■ **EXERCISE DETAILS**
Check every line of the data and copy the ones where "word" appears.

** Opening SUPPLIED RECORDS block **

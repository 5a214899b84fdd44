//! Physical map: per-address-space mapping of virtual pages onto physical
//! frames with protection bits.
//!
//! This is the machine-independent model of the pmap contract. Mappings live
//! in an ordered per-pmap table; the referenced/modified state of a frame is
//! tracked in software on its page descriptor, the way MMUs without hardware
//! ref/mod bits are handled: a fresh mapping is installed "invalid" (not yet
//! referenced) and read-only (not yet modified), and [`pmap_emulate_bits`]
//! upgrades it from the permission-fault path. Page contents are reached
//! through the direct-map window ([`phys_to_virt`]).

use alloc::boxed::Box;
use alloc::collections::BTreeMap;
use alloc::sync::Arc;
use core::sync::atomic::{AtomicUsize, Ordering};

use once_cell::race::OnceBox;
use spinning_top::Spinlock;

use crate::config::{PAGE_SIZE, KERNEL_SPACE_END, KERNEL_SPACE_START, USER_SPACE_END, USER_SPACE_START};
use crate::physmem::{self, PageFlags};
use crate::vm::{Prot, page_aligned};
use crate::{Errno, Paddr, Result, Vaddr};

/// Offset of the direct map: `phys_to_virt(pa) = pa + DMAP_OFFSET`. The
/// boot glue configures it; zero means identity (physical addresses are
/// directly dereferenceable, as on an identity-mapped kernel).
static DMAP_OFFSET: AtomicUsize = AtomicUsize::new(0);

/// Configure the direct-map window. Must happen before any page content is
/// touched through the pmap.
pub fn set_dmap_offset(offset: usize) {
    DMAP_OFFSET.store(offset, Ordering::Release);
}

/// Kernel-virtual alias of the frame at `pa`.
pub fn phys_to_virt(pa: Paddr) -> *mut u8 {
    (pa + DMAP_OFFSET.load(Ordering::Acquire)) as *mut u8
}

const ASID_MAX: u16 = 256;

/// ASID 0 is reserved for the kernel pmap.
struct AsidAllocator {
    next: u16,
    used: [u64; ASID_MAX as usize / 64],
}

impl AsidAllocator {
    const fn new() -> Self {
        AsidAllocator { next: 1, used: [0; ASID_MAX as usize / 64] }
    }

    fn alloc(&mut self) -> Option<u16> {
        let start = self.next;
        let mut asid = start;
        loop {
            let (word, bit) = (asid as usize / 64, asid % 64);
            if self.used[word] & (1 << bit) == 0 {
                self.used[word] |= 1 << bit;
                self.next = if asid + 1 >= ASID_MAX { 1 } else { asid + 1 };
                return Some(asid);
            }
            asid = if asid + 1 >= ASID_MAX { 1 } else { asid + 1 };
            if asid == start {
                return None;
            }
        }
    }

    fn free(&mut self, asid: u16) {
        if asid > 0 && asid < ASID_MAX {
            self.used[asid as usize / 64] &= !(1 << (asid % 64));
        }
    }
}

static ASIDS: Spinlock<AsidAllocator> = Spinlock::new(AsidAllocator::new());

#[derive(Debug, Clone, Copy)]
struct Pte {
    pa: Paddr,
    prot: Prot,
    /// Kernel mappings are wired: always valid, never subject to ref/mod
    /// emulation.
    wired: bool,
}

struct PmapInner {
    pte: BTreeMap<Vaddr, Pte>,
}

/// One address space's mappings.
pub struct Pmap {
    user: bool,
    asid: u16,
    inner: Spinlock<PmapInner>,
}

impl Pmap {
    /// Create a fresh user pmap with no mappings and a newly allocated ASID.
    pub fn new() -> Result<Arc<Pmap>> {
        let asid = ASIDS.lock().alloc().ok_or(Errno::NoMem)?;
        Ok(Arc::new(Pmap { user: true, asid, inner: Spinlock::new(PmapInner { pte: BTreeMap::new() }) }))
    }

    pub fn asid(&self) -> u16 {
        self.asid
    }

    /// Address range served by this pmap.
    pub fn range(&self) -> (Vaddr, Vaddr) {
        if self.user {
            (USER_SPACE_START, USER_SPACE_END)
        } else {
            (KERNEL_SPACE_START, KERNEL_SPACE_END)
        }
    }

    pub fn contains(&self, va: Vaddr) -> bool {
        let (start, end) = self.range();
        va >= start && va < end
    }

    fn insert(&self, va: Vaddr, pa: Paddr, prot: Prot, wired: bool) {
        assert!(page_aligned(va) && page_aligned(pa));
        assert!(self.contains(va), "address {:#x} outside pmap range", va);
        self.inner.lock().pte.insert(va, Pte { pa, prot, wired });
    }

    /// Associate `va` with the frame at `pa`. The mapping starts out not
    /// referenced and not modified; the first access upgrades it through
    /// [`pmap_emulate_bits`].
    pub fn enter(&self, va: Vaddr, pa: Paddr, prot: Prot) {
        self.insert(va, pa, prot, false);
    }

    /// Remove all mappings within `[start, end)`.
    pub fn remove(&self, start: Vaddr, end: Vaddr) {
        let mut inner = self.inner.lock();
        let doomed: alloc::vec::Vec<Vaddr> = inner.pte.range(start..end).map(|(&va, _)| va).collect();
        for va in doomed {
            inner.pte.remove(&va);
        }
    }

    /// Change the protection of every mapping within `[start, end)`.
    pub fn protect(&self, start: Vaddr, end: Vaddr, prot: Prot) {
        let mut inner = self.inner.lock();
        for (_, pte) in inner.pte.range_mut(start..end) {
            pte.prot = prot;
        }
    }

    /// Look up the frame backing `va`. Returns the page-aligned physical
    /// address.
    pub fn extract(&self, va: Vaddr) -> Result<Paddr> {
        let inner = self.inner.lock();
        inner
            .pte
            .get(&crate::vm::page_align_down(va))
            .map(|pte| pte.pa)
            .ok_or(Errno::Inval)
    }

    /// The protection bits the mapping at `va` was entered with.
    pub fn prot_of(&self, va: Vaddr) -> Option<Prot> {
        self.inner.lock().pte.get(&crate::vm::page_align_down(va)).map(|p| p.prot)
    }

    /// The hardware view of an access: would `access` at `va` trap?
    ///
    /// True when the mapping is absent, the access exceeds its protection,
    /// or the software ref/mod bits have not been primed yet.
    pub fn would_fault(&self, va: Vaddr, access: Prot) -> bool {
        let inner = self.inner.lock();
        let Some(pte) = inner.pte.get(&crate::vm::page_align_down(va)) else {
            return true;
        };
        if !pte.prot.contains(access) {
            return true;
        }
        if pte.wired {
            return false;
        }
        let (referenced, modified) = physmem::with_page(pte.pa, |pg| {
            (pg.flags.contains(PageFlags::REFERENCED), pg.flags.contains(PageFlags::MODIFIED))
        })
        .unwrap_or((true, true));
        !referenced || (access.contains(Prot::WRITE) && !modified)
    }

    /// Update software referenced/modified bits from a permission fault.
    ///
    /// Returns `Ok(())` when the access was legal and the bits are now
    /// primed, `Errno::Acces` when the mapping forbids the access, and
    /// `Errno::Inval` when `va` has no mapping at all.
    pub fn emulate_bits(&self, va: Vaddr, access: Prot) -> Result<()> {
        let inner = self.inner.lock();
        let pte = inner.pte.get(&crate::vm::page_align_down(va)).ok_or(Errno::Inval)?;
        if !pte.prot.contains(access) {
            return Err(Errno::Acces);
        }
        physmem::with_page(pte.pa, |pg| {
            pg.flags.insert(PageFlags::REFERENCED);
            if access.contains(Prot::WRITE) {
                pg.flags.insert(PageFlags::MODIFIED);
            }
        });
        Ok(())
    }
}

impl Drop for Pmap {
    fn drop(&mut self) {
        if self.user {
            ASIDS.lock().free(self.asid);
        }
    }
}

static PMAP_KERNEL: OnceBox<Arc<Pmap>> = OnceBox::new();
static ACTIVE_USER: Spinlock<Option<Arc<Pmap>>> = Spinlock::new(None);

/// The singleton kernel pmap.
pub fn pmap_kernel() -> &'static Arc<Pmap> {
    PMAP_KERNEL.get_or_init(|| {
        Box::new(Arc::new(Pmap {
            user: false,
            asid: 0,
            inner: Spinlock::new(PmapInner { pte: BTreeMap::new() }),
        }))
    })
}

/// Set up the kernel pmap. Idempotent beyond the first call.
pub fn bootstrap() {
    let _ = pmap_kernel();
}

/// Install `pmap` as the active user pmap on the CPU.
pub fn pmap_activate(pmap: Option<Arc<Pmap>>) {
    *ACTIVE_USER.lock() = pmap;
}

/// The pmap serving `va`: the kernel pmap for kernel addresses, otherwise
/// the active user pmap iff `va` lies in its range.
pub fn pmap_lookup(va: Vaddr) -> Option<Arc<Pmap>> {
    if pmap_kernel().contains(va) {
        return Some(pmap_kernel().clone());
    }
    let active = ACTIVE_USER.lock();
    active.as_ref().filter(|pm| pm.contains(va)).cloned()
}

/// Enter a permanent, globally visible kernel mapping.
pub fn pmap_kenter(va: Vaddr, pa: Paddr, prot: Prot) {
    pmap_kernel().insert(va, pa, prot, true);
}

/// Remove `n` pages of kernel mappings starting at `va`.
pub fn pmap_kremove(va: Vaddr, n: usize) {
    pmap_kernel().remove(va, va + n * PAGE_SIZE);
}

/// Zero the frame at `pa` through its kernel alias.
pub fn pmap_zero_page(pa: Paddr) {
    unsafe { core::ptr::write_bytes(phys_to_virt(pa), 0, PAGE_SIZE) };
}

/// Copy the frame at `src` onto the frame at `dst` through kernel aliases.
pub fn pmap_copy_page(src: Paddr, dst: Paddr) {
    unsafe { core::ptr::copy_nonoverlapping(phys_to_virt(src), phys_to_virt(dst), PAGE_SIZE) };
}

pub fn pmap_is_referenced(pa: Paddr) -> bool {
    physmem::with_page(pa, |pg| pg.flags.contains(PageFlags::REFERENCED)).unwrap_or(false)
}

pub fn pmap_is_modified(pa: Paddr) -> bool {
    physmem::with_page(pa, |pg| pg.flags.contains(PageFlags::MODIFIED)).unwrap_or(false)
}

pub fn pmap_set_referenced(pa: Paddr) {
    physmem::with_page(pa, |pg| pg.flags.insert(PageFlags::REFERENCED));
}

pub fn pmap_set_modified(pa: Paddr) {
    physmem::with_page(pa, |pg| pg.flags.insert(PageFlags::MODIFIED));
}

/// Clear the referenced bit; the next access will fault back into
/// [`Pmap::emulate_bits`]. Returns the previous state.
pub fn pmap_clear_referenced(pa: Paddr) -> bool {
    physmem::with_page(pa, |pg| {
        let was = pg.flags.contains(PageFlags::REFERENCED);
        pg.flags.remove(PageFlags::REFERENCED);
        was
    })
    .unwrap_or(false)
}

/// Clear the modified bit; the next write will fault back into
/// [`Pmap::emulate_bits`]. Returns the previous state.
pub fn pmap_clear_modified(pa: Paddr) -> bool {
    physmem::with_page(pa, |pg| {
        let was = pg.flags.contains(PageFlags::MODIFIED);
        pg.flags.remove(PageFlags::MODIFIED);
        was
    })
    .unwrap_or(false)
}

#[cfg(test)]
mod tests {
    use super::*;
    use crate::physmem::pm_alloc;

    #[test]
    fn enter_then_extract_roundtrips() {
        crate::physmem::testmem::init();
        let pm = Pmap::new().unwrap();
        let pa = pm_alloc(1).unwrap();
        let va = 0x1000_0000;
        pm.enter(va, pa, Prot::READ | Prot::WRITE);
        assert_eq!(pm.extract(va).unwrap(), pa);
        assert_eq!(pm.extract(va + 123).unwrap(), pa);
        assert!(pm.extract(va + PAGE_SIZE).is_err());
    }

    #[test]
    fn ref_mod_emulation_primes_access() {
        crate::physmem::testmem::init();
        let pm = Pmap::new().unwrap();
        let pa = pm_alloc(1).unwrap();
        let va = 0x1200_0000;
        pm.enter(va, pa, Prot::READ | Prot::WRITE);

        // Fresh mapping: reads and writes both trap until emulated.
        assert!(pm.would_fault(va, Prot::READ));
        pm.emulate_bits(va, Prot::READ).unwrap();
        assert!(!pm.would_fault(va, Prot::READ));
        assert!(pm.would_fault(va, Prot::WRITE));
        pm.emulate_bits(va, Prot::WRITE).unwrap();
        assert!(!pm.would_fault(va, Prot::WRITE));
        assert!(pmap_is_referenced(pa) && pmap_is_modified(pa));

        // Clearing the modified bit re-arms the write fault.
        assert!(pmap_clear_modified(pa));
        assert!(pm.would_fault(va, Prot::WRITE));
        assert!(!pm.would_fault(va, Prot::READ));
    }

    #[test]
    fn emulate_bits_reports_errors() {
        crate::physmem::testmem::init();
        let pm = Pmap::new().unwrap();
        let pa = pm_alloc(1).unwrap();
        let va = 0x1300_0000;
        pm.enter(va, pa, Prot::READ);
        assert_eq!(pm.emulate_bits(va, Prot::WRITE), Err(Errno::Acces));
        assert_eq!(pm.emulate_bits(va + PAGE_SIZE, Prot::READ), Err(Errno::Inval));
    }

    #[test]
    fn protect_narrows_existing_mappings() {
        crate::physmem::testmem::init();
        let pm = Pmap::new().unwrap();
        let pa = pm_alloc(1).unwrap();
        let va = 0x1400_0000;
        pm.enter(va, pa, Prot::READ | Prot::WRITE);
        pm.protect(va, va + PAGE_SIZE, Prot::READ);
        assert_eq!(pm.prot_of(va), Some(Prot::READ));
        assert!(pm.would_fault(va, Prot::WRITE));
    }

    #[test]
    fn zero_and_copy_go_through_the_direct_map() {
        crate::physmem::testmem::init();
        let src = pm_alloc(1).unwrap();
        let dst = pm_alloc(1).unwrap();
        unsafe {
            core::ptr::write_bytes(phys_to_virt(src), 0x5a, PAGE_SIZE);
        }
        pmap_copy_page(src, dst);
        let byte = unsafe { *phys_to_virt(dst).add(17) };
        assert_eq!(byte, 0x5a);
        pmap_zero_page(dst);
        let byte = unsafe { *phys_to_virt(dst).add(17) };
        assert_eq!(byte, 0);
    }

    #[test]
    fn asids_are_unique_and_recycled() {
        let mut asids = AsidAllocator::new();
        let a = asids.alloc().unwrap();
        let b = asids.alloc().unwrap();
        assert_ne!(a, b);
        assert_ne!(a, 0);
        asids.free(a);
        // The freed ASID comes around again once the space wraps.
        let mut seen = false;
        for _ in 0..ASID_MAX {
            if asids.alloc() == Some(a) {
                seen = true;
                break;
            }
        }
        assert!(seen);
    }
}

** Closing SUPPLIED RECORDS block **

■ **FINAL ANSWER**
            let (word, bit) = (asid as usize / 64, asid % 64);
            if self.used[word] & (1 << bit) == 0 {
                self.used[word] |= 1 << bit;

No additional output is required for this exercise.